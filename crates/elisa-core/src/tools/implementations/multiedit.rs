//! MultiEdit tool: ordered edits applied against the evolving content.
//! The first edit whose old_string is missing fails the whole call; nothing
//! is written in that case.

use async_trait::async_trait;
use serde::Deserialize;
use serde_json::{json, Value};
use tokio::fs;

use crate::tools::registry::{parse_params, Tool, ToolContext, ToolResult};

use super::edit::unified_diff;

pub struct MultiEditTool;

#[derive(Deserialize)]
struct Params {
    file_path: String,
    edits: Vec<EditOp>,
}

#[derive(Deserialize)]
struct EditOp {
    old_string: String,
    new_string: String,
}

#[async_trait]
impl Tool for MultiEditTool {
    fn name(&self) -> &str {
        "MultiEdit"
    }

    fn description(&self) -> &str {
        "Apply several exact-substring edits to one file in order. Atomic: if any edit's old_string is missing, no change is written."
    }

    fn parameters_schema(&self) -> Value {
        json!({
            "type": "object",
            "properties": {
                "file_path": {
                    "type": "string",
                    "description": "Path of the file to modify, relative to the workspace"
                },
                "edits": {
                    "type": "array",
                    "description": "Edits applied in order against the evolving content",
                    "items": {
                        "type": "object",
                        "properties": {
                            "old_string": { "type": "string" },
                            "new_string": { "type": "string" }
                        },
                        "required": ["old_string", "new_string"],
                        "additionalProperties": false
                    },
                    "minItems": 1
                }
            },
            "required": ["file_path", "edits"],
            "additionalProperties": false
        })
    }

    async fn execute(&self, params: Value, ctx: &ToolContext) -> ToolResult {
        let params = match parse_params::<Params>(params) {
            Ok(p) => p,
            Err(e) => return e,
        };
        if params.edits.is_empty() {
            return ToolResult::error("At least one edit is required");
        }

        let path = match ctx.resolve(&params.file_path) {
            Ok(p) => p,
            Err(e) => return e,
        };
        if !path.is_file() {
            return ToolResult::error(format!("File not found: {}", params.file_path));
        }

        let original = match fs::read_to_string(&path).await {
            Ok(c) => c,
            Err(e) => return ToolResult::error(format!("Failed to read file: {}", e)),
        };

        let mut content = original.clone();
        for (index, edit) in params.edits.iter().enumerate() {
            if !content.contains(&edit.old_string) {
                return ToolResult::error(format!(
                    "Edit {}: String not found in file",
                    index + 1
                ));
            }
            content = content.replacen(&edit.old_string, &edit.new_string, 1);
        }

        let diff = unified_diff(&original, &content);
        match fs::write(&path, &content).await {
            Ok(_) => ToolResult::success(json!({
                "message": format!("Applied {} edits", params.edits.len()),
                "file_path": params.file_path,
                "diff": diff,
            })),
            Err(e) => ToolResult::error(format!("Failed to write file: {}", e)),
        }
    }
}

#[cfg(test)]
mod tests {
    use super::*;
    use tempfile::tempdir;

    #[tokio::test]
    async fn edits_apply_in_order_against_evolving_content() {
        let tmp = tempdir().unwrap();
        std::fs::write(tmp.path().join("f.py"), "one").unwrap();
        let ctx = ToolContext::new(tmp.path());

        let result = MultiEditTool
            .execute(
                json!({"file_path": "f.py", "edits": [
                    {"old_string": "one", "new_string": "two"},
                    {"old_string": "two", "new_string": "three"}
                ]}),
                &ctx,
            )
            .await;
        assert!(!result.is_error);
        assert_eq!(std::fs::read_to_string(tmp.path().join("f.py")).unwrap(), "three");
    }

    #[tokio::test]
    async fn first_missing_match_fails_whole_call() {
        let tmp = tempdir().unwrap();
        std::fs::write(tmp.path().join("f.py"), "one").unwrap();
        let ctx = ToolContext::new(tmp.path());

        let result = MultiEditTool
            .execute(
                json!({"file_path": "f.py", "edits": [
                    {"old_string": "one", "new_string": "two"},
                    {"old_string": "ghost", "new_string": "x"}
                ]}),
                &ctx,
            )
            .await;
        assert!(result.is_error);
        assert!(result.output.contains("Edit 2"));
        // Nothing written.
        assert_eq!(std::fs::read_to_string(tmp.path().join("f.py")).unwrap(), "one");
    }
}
* * * * * * * * *
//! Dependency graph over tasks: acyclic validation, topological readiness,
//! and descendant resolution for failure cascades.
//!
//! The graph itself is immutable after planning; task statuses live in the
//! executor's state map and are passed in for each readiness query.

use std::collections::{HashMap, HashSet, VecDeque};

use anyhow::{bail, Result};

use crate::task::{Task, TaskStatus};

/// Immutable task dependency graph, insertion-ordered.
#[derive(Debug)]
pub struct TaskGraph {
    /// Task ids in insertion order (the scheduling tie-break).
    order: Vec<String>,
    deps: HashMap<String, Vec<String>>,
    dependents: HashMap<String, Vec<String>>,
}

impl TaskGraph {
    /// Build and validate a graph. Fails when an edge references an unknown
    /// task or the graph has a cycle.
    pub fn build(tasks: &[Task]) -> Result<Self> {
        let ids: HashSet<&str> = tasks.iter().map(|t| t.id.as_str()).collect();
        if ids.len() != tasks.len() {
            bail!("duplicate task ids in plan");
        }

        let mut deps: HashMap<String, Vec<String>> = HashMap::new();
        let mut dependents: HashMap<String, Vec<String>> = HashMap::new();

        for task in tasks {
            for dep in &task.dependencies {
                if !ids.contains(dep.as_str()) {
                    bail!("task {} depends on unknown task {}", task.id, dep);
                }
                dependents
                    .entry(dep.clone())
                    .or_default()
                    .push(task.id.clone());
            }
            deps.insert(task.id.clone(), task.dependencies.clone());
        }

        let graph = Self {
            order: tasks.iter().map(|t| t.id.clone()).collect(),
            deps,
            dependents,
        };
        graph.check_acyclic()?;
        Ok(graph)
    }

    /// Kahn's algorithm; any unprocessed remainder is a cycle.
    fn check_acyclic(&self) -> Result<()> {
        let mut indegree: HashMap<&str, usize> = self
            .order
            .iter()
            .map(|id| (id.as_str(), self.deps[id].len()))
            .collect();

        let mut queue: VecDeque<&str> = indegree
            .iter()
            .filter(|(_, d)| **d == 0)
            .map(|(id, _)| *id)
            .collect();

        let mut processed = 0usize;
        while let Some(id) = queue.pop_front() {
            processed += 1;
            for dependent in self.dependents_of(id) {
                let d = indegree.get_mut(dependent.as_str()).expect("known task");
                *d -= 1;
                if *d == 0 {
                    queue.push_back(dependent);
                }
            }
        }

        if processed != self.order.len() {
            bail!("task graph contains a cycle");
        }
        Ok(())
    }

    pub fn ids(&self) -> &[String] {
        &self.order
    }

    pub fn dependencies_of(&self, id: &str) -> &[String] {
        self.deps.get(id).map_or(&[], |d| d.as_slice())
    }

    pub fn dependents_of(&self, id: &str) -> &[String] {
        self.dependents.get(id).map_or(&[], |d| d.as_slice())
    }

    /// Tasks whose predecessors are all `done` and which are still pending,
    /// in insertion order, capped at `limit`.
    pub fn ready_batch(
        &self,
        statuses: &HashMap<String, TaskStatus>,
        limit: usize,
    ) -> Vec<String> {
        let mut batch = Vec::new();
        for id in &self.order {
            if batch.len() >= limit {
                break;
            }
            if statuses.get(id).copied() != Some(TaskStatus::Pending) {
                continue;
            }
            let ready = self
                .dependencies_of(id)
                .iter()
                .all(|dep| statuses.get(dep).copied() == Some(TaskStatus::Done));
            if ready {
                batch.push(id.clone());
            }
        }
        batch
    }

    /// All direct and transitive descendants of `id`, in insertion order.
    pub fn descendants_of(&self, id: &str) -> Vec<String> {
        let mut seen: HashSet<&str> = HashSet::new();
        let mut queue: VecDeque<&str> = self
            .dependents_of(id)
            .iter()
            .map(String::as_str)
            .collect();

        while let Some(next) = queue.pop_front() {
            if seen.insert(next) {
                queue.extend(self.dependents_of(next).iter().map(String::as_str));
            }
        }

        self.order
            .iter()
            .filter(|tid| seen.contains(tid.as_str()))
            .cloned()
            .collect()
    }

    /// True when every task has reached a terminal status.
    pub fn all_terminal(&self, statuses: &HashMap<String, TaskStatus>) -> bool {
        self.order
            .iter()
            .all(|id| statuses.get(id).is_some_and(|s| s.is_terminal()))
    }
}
* * * * * * * * *
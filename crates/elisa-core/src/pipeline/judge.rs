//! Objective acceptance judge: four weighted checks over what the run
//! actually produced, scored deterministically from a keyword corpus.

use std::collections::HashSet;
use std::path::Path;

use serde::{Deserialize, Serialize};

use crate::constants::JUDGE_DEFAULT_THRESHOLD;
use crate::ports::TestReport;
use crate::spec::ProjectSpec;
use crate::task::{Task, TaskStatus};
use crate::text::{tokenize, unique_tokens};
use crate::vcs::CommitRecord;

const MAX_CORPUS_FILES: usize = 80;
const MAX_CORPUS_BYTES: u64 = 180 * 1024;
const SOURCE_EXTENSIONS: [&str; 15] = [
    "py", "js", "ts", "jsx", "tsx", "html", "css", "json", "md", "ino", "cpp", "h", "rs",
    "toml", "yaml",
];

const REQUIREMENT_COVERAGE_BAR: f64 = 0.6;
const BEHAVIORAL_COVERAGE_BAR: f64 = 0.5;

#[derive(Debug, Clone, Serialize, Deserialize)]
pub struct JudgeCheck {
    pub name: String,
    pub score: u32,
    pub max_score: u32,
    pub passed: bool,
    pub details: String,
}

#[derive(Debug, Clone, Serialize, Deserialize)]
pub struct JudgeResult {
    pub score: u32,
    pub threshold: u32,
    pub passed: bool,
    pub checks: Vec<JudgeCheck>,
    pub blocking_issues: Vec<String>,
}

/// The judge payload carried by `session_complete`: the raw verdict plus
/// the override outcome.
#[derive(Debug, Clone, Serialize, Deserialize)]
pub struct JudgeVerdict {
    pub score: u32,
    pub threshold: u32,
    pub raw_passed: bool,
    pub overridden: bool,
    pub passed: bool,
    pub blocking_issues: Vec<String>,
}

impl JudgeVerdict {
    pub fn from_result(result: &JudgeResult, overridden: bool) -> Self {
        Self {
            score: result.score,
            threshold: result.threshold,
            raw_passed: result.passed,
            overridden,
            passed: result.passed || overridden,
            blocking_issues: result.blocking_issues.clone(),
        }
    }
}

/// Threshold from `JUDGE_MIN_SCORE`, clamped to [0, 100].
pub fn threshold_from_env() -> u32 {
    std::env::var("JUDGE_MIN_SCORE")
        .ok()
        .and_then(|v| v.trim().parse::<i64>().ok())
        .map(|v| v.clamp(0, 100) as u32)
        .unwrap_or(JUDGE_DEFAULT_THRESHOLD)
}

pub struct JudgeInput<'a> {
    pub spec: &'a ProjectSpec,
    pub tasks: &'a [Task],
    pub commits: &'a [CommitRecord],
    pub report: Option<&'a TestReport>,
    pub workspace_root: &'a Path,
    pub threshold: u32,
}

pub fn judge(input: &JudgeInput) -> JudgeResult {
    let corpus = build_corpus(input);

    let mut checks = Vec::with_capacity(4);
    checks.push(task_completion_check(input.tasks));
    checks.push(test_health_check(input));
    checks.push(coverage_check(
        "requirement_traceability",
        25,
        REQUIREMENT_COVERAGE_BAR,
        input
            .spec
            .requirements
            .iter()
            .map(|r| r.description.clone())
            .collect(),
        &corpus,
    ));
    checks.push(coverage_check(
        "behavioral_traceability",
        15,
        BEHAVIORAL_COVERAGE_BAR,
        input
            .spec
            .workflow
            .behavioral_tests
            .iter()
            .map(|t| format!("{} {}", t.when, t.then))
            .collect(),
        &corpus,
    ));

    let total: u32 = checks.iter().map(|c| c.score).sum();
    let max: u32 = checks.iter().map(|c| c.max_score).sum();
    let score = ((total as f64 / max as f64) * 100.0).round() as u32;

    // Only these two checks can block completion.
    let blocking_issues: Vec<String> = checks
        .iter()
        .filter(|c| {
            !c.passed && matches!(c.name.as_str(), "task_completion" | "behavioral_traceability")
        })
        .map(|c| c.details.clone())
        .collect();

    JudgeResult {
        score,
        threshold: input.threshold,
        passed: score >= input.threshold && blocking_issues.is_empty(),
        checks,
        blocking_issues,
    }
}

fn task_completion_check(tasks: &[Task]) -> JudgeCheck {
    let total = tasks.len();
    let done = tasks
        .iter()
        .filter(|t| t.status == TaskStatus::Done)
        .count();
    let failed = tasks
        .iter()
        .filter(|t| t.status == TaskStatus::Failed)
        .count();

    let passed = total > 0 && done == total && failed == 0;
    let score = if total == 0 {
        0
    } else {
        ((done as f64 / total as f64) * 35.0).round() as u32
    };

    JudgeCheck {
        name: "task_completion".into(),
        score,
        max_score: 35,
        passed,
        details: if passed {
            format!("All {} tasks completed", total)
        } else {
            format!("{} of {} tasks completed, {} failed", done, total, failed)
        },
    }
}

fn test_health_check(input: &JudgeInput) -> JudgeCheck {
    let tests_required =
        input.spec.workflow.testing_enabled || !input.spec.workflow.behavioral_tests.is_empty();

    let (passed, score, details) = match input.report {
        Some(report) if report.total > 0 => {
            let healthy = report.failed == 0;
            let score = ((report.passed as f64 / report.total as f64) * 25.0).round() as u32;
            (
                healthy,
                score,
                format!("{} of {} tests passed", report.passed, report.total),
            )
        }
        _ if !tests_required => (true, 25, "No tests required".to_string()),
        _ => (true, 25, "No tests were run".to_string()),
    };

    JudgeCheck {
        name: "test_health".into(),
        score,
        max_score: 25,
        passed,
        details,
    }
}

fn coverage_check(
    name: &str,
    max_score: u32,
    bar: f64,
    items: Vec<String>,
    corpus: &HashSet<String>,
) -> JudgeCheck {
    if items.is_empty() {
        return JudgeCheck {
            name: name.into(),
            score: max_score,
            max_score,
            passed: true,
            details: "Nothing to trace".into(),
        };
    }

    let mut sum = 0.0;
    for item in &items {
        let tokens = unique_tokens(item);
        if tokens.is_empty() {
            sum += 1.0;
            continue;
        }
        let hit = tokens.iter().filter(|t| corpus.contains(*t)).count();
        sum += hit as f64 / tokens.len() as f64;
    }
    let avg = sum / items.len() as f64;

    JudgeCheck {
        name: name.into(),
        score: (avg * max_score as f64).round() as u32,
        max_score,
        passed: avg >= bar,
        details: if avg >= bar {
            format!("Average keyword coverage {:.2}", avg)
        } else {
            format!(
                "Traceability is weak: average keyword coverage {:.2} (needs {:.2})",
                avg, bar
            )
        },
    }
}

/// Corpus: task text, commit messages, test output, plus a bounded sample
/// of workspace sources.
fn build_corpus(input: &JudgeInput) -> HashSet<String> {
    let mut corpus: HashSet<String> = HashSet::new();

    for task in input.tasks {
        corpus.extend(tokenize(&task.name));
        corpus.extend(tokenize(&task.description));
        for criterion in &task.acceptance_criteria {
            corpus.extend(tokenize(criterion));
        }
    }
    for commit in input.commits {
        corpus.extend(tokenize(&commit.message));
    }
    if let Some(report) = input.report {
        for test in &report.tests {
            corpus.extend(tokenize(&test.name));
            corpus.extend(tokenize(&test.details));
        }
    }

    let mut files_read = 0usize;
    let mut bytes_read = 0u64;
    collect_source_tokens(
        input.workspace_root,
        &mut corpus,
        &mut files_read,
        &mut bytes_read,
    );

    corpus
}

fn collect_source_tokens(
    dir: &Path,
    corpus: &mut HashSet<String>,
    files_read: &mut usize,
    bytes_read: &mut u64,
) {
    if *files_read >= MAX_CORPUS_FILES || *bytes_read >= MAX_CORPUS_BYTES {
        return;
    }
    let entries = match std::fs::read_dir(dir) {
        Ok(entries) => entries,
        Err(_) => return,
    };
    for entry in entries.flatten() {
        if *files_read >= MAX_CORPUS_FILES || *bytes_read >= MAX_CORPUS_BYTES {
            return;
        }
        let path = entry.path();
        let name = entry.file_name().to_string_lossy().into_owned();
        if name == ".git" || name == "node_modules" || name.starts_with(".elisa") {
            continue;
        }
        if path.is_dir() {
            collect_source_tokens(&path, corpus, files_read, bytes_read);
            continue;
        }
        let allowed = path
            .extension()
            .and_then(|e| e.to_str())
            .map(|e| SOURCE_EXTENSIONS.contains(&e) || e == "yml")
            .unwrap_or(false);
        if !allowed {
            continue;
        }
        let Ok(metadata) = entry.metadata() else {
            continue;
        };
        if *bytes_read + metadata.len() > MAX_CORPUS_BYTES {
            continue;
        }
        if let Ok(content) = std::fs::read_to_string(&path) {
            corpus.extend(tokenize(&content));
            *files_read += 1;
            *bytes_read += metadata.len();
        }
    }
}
* * * * * * * * *
*WHAT THIS TASK INVOLVES:*
Could you work out how many lines of the data above contain the word "tools"? Give only the number.

*SOLUTION TO THE EXERCISE:*
2